No Brasil, a taipa de pilão era o sistema construtivo trazido dos portugueses. Fortemente associada às regiões de Goiás e São Paulo, onde havia menor disponibilidade de pedras, a técnica em questão tornou-se uma espécie de sinônimo das construções bandeiristas. Estes edifícios possuíam plantas retangulares com salas centrais e alpendres, o que levou Luís Saia — então funcionário do antigo Serviço do Patrimônio Histórico e Artístico Nacional, hoje IPHAN — a levantar a possibilidade de as casas bandeiristas emularem as villas de Andrea Palladio. Neste quesito, não parece de todo surpreendente que a arquitetura brasileira tivesse sua fase neoclássica.
A taipa de pilão foi amplamente utilizada na região paulista dos séculos XVII ao XIX, e teve seu registro histórico e patrimonial resguardado pelo então SPHAN, já no século XX, graças ao envolvimento de nomes como Mário de Andrade, o já citado Luís Saia, Rodrigo M. F. de Andrade e Lucio Costa. A Capela do Morumbi, em São Paulo, é um dos exemplos marcantes deste processo construtivo.

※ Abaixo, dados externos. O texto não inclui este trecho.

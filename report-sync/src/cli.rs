//! Command-line interface for `reportctl`.

use std::path::{Path, PathBuf};
use std::time::Duration;

use clap::{Parser, Subcommand};
use report_core::Page;

use crate::config::SyncConfig;
use crate::sync::SyncError;

/// Command-line arguments for reportctl.
#[derive(Debug, Clone, Parser)]
#[command(name = "reportctl")]
#[command(about = "Inspect and edit medical reports on a report backend")]
#[command(version)]
pub struct CliArgs {
    /// Report API base URL (e.g., <http://localhost:8080/api/v1>)
    #[arg(long, env = "REPORT_API_URL")]
    pub api_url: String,

    /// Bearer token for the report API
    #[arg(long, env = "REPORT_API_TOKEN")]
    pub token: Option<String>,

    /// Directory for the local documents index
    #[arg(long, env = "REPORT_DATA_DIR")]
    pub data_dir: Option<PathBuf>,

    /// Background save period in seconds (overrides REPORT_SYNC_INTERVAL_SECS)
    #[arg(long)]
    pub interval_secs: Option<u64>,

    /// What to do
    #[command(subcommand)]
    pub command: Command,
}

/// reportctl subcommands.
#[derive(Debug, Clone, PartialEq, Eq, Subcommand)]
pub enum Command {
    /// List reports, most recently updated first
    List,
    /// Print a report's pages and tables
    Show {
        /// Report id
        report_id: String,
    },
    /// Open a report from launch parameters (e.g. "templateId=t-1&patientId=p-7")
    Open {
        /// URL query string
        query: String,
    },
    /// Replace a report's pages with the contents of a JSON file and save
    Push {
        /// Report id
        report_id: String,
        /// JSON array of pages
        pages_file: PathBuf,
    },
    /// Keep a report open and save it in the background until interrupted
    Watch {
        /// Report id
        report_id: String,
    },
    /// Delete a report and drop it from the local index
    Delete {
        /// Report id
        report_id: String,
    },
}

/// Resolved client configuration.
#[derive(Debug, Clone)]
pub struct ClientConfig {
    /// Report API base URL.
    pub api_url: String,
    /// Bearer token.
    pub token: Option<String>,
    /// Directory for the documents index.
    pub data_dir: Option<PathBuf>,
    /// Sync settings.
    pub sync: SyncConfig,
    /// Subcommand to run.
    pub command: Command,
}

impl From<CliArgs> for ClientConfig {
    fn from(args: CliArgs) -> Self {
        let mut sync = SyncConfig::from_env();
        if let Some(secs) = args.interval_secs.filter(|s| *s > 0) {
            sync = sync.with_interval(Duration::from_secs(secs));
        }
        Self {
            api_url: args.api_url,
            token: args.token,
            data_dir: args.data_dir,
            sync,
            command: args.command,
        }
    }
}

/// Read a JSON array of pages from `path`.
///
/// # Errors
///
/// Returns [`SyncError::Io`] if the file cannot be read and
/// [`SyncError::Json`] if it is not a page array.
pub fn read_pages(path: &Path) -> Result<Vec<Page>, SyncError> {
    let raw = std::fs::read_to_string(path)?;
    let pages: Vec<Page> = serde_json::from_str(&raw)?;
    Ok(pages)
}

Originalmente parte da Fazenda do Morumbi, as ruínas remanescentes de uma construção em taipa de pilão foram restauradas e complementadas com alvenaria de tijolos pelo arquiteto Gregori Warchavchik, que as interpretou como programa religioso.
Essa atitude perante o projeto determina o resultado: Warchavchik mantém a linguagem arquitetônica colonial própria ao edifício restante, ecoa exemplares relevantes deste período arquitetônico — que são as igrejas —, mas faz uso do sistema construtivo comum a seu próprio tempo, sem fugir da matéria-prima: o tijolo de barro. Atualmente, a Capela do Morumbi faz parte do conjunto de edificações que compõe o Museu da Cidade de São Paulo.

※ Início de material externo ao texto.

//! Pointer input for dragging and resizing elements.
//!
//! A [`GestureTracker`] turns a down/move/up pointer stream into
//! `UpdateElement` actions. Every move is dispatched, and the history
//! quiescence window folds the whole gesture into one undo step.

use serde::{Deserialize, Serialize};

use crate::action::Action;
use crate::element::{ElementId, ElementPatch, MIN_ELEMENT_SIZE};
use crate::state::CanvasState;
use crate::CanvasResult;

/// Phase of a pointer event.
#[derive(Debug, Clone, Copy, PartialEq, Eq, Serialize, Deserialize)]
#[serde(rename_all = "lowercase")]
pub enum PointerPhase {
    /// Button pressed.
    Down,
    /// Pointer moved.
    Move,
    /// Button released.
    Up,
}

/// A pointer event in canvas coordinates.
#[derive(Debug, Clone, Copy, PartialEq, Serialize, Deserialize)]
#[serde(rename_all = "camelCase")]
pub struct PointerEvent {
    /// Phase of this event.
    pub phase: PointerPhase,
    /// X position in canvas coordinates.
    pub x: f64,
    /// Y position in canvas coordinates.
    pub y: f64,
    /// Timestamp in milliseconds.
    pub timestamp_ms: u64,
}

impl PointerEvent {
    /// Create a new pointer event.
    #[must_use]
    pub const fn new(phase: PointerPhase, x: f64, y: f64, timestamp_ms: u64) -> Self {
        Self {
            phase,
            x,
            y,
            timestamp_ms,
        }
    }
}

/// What an active gesture does to its element.
#[derive(Debug, Clone, Copy, PartialEq, Eq, Serialize, Deserialize)]
#[serde(rename_all = "lowercase")]
pub enum GestureKind {
    /// Move the element with the pointer.
    Drag,
    /// Resize from the bottom-right handle.
    Resize,
}

/// An in-progress gesture bound to one element.
#[derive(Debug, Clone, PartialEq)]
pub struct ActiveGesture {
    /// Drag or resize.
    pub kind: GestureKind,
    /// Element being manipulated.
    pub element_id: ElementId,
    /// Page the element lives on.
    pub page_index: usize,
    start: (f64, f64),
    origin: (f64, f64),
}

/// Tracks at most one drag or resize at a time.
#[derive(Debug, Clone, Default)]
pub struct GestureTracker {
    active: Option<ActiveGesture>,
}

impl GestureTracker {
    /// Create an idle tracker.
    #[must_use]
    pub fn new() -> Self {
        Self::default()
    }

    /// The gesture in progress, if any.
    #[must_use]
    pub fn active(&self) -> Option<&ActiveGesture> {
        self.active.as_ref()
    }

    /// Whether a gesture is in progress.
    #[must_use]
    pub fn is_active(&self) -> bool {
        self.active.is_some()
    }

    /// Start dragging `id` on the current page from pointer position `(x, y)`.
    ///
    /// Returns `false` (and stays idle) if the element is not on the current page.
    pub fn begin_drag(&mut self, state: &CanvasState, id: &ElementId, x: f64, y: f64) -> bool {
        self.begin(state, GestureKind::Drag, id, x, y)
    }

    /// Start resizing `id` on the current page from pointer position `(x, y)`.
    ///
    /// Returns `false` (and stays idle) if the element is not on the current page.
    pub fn begin_resize(&mut self, state: &CanvasState, id: &ElementId, x: f64, y: f64) -> bool {
        self.begin(state, GestureKind::Resize, id, x, y)
    }

    fn begin(
        &mut self,
        state: &CanvasState,
        kind: GestureKind,
        id: &ElementId,
        x: f64,
        y: f64,
    ) -> bool {
        let page_index = state.current_page_index();
        let Some(element) = state.current_page().element(id) else {
            self.active = None;
            return false;
        };
        let origin = match kind {
            GestureKind::Drag => (element.x, element.y),
            GestureKind::Resize => (element.width, element.height),
        };
        self.active = Some(ActiveGesture {
            kind,
            element_id: id.clone(),
            page_index,
            start: (x, y),
            origin,
        });
        true
    }

    /// Translate a pointer position into an update for the active element.
    #[must_use]
    pub fn pointer_move(&self, x: f64, y: f64) -> Option<Action> {
        let gesture = self.active.as_ref()?;
        let dx = x - gesture.start.0;
        let dy = y - gesture.start.1;
        let patch = match gesture.kind {
            GestureKind::Drag => ElementPatch::moved_to(gesture.origin.0 + dx, gesture.origin.1 + dy),
            GestureKind::Resize => ElementPatch::resized_to(
                (gesture.origin.0 + dx).max(MIN_ELEMENT_SIZE),
                (gesture.origin.1 + dy).max(MIN_ELEMENT_SIZE),
            ),
        };
        Some(Action::UpdateElement {
            id: gesture.element_id.clone(),
            patch,
            page: Some(gesture.page_index),
        })
    }

    /// Finish the gesture.
    pub fn end(&mut self) {
        self.active = None;
    }

    /// Feed a pointer event through the tracker into `state`.
    ///
    /// A `Down` over an element selects it and starts a drag; `Down` over
    /// empty canvas clears the selection.
    ///
    /// # Errors
    ///
    /// Propagates errors from dispatching the resulting update.
    pub fn handle(&mut self, state: &mut CanvasState, event: &PointerEvent) -> CanvasResult<()> {
        match event.phase {
            PointerPhase::Down => {
                let hit = state
                    .current_page()
                    .element_at(event.x, event.y)
                    .map(|element| element.id.clone());
                match hit {
                    Some(id) => {
                        state.select_element(&id);
                        self.begin_drag(state, &id, event.x, event.y);
                    }
                    None => {
                        state.clear_selection();
                        self.end();
                    }
                }
                Ok(())
            }
            PointerPhase::Move => match self.pointer_move(event.x, event.y) {
                Some(action) => state.dispatch(action, event.timestamp_ms),
                None => Ok(()),
            },
            PointerPhase::Up => {
                self.end();
                Ok(())
            }
        }
    }
}
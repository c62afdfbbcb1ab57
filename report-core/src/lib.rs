//! # Report Core
//!
//! Document engine for the medical report editor: a multi-page canvas of
//! typed elements, snapshot undo/redo, an active-report reconciler and the
//! mapping to the backend's numeric-coded wire format.
//!
//! ## Architecture
//!
//! ```text
//! ┌─────────────────────────────────────────────┐
//! │                 report-core                 │
//! ├─────────────────────────────────────────────┤
//! │  Document Model  │  Canvas State Machine    │
//! │  - Elements      │  - Action dispatch       │
//! │  - Pages         │  - Selection             │
//! │  - Reports       │  - Gestures              │
//! ├─────────────────────────────────────────────┤
//! │  History         │  Reconciler              │
//! │  - Snapshots     │  - Active report cache   │
//! │  - Quiescence    │  - Pending detection     │
//! ├─────────────────────────────────────────────┤
//! │  Wire Mapper     │  Save Planning           │
//! │  - Type codes    │  - Tombstones            │
//! │  - Drop/Strict   │  - Create vs update      │
//! └─────────────────────────────────────────────┘
//! ```
//!
//! Everything here is synchronous. Network persistence lives in
//! `report-sync`.

#![forbid(unsafe_code)]
#![warn(missing_docs)]
#![deny(clippy::all)]
#![deny(clippy::pedantic)]
#![allow(clippy::module_name_repetitions)]

pub mod action;
pub mod documents;
pub mod element;
pub mod error;
pub mod gesture;
pub mod history;
pub mod page;
pub mod pending;
pub mod reconciler;
pub mod report;
pub mod state;
pub mod wire;

pub use action::Action;
pub use documents::Documents;
pub use element::{
    BackendId, CellStatus, ChartContent, ChartType, CommentContent, ContentUpdate, Element,
    ElementContent, ElementId, ElementPatch, ElementType, ShapeContent, SignatureContent,
    TableContent, TextContent, MIN_ELEMENT_SIZE,
};
pub use error::{CanvasError, CanvasResult};
pub use gesture::{GestureTracker, PointerEvent, PointerPhase};
pub use history::{Checkpoint, History, DEFAULT_HISTORY_LIMIT, QUIESCENCE_WINDOW_MS};
pub use page::{Page, PageId, PageSize};
pub use pending::{removed_rows, Assignment, PendingDeletions, SavePlan, Tombstone};
pub use reconciler::{LoadOutcome, Reconciler};
pub use report::{
    current_timestamp_ms, Patient, Report, ReportId, ReportSummary, Template, WireReport,
    WireTemplate,
};
pub use state::CanvasState;
pub use wire::{
    from_wire, to_wire, UnknownTypePolicy, WireCodec, WireElement, WireError, WirePage, WireType,
};

/// Report core version
pub const VERSION: &str = env!("CARGO_PKG_VERSION");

Ambos casos são exemplos construtivos históricos brasileiros, e igualmente dignos de proteção patrimonial. Tanto a taipa de mão quanto a taipa de pilão configuram sistemas tradicionais e representantes do chamado saber-fazer popular, que seguramente é mais flexível que aquele técnico-científico, especialmente quando se trata de construção.
Isso não quer dizer que são a melhor solução para qualquer contexto: o desempenho estrutural deixa a desejar na resistência à tração, e as vedações não devem estar em contato direto com o solo, tampouco com umidade. Quer dizer, como com qualquer sistema construtivo, as taipas exigem determinados cuidados. A aproximação desses sistemas traz a possibilidade de construir sem o deslocamento de materiais estrangeiros à região da construção, afinal, a matéria-prima é proveniente do próprio local. O preparo in-loco também é uma qualidade, já que não requer mão-de-obra especializada, o que torna a situação semelhante a um canteiro experimental, ou ao canteiro cujo nome nem é esse. É parte do cotidiano, o saber-fazer da forma mais explícita e aplicada possível.